> _Your assignment_
Below are the entries. Set down exactly the line containing "pub fn service_unavailable()" and each line after it.
□ □ □ □
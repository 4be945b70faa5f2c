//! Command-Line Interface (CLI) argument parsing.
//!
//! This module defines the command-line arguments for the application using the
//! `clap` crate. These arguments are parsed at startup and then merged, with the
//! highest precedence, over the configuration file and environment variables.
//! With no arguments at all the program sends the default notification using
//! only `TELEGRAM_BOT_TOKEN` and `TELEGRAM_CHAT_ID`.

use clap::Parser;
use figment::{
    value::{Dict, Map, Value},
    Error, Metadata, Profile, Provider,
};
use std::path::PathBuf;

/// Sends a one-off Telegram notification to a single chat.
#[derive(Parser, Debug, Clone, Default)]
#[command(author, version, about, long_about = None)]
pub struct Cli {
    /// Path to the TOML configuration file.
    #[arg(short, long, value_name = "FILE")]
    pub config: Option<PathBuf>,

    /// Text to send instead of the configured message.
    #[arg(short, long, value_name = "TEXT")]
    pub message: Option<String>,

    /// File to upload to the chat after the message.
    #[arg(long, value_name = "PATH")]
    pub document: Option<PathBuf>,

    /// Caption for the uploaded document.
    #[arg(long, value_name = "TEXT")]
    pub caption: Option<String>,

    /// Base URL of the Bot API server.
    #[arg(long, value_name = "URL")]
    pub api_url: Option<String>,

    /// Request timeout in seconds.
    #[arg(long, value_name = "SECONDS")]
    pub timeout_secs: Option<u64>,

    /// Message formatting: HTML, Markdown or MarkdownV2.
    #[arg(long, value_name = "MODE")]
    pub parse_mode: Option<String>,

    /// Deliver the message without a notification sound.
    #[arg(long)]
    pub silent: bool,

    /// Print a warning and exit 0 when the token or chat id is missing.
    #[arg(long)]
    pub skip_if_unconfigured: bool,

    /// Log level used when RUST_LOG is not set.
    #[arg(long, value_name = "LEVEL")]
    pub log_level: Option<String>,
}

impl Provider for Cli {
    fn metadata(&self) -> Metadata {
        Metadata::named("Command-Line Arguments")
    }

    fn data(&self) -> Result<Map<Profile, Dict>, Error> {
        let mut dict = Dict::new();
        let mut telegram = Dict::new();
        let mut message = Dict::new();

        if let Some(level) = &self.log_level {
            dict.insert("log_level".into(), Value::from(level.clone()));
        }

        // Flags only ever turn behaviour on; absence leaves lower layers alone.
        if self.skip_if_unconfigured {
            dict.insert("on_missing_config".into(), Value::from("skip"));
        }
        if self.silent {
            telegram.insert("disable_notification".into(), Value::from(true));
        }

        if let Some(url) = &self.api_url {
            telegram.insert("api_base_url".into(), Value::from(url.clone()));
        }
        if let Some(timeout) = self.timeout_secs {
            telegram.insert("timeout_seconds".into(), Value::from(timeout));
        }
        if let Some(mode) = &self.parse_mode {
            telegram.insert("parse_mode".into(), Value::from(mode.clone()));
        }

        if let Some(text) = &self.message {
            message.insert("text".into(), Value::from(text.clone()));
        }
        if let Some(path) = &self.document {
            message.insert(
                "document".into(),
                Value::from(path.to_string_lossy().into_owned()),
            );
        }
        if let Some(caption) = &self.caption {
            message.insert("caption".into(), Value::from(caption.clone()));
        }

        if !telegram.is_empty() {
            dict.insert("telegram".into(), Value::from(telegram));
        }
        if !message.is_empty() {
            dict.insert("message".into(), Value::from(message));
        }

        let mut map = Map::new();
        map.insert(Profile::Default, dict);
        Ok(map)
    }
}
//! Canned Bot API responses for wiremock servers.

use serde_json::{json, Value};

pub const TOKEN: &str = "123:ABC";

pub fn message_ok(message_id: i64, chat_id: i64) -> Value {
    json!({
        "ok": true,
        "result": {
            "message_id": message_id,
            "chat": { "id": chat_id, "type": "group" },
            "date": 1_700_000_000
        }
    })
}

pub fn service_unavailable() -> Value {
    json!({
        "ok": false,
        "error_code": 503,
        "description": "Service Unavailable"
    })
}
□ □ □ □
> _Written solution_
pub fn service_unavailable() -> Value {
    json!({
        "ok": false,
        "error_code": 503,
        "description": "Service Unavailable"
    })
}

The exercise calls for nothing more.